* _What this task involves_
How many lines in the records below contain the word "join"? Answer with the number and nothing else.

* _Data provided_
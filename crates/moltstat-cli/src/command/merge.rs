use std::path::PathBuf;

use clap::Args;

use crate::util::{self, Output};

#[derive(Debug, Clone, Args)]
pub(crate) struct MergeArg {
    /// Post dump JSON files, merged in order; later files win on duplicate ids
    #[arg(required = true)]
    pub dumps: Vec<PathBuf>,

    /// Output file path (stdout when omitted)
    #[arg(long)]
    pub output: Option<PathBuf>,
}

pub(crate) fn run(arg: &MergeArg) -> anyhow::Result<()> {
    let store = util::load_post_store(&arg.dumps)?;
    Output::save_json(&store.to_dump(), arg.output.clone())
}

---

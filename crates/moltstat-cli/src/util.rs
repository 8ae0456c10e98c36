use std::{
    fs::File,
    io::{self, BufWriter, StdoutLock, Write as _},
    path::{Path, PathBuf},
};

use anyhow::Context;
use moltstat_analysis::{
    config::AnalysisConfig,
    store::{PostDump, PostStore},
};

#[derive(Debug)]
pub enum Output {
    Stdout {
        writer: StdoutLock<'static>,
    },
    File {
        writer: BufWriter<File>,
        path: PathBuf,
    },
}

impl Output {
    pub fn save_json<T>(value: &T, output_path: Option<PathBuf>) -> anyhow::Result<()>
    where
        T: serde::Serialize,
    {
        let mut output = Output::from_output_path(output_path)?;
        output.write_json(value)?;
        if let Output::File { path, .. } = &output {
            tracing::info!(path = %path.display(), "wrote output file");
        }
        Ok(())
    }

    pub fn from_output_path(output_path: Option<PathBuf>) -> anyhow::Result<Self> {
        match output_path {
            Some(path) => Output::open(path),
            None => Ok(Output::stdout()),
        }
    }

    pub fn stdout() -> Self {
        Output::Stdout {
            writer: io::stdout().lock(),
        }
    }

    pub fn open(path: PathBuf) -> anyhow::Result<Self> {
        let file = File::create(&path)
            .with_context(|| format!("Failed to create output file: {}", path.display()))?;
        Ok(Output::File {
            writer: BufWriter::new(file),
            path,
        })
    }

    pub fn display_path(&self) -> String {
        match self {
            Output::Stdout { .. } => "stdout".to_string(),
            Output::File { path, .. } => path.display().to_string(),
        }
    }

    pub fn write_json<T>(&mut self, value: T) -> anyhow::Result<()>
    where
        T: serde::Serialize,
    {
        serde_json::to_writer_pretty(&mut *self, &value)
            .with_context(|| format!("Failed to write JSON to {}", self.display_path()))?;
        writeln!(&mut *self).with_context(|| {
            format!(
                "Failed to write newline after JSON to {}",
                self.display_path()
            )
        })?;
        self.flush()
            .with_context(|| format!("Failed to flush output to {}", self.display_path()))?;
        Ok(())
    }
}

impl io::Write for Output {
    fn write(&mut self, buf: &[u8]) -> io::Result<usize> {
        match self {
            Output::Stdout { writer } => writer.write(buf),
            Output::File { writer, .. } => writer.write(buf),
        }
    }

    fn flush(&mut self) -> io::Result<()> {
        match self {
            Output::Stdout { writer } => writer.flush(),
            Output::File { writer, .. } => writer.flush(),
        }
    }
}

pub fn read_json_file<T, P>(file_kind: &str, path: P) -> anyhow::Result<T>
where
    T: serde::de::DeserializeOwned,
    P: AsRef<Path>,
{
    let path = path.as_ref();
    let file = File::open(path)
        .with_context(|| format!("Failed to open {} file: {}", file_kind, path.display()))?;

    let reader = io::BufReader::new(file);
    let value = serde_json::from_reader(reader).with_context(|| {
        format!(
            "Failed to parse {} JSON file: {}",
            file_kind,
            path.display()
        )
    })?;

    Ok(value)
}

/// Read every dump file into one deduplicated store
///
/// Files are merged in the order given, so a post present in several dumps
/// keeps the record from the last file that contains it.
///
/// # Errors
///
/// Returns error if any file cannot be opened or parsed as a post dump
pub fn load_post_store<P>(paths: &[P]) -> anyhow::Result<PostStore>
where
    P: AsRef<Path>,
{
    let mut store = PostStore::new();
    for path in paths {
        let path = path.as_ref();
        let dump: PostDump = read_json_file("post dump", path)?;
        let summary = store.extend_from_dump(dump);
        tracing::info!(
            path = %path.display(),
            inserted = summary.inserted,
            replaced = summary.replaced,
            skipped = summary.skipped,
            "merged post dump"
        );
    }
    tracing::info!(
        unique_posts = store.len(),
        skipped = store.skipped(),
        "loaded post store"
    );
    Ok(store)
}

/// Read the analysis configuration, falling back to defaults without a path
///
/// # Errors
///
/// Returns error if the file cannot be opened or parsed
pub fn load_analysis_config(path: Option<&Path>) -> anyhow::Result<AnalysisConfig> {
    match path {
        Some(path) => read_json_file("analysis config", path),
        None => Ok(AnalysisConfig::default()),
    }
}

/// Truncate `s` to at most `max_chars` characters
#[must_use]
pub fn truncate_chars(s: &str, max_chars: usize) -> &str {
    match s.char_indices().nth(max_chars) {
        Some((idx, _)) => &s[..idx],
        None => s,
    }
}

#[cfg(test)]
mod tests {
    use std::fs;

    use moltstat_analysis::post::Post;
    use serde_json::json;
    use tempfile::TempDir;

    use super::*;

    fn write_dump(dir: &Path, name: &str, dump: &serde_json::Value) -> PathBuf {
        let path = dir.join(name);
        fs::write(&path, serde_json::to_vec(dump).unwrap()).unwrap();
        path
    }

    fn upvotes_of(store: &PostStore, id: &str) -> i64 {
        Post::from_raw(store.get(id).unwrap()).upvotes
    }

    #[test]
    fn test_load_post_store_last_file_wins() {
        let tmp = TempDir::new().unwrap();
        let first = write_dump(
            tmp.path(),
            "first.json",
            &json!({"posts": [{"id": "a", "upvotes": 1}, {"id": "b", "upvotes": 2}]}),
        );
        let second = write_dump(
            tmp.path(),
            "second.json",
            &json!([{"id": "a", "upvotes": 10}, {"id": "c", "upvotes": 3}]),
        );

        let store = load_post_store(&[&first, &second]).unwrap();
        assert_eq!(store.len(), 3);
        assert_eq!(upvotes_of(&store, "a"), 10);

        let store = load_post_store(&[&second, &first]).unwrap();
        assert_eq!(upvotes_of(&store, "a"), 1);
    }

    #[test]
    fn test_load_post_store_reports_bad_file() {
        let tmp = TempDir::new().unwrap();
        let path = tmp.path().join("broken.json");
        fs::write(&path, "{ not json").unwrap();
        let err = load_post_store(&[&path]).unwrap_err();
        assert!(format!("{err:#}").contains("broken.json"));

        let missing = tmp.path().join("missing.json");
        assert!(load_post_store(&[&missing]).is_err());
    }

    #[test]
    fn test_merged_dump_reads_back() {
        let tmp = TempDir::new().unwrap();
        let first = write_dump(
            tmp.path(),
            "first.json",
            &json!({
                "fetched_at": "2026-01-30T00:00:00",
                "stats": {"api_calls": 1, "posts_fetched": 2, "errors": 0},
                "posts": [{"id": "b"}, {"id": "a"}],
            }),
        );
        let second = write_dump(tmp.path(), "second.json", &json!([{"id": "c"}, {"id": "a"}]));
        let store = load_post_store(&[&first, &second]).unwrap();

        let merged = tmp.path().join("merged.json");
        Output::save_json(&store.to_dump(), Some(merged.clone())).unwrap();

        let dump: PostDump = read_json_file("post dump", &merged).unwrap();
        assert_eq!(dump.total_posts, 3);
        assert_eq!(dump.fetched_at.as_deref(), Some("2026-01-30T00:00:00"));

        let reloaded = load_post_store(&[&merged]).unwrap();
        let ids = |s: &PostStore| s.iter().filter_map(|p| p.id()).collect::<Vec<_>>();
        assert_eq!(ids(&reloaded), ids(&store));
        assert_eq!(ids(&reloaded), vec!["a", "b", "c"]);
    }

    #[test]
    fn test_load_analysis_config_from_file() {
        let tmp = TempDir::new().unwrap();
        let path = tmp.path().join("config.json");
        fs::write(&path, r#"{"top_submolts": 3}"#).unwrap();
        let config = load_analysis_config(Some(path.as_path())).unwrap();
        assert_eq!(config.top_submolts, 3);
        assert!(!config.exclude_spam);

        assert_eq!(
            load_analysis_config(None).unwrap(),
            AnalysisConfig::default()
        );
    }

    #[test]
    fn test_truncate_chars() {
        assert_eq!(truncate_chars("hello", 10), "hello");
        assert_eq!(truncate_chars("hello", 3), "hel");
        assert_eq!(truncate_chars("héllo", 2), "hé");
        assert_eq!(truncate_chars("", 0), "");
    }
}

* _Solution to the exercise_
5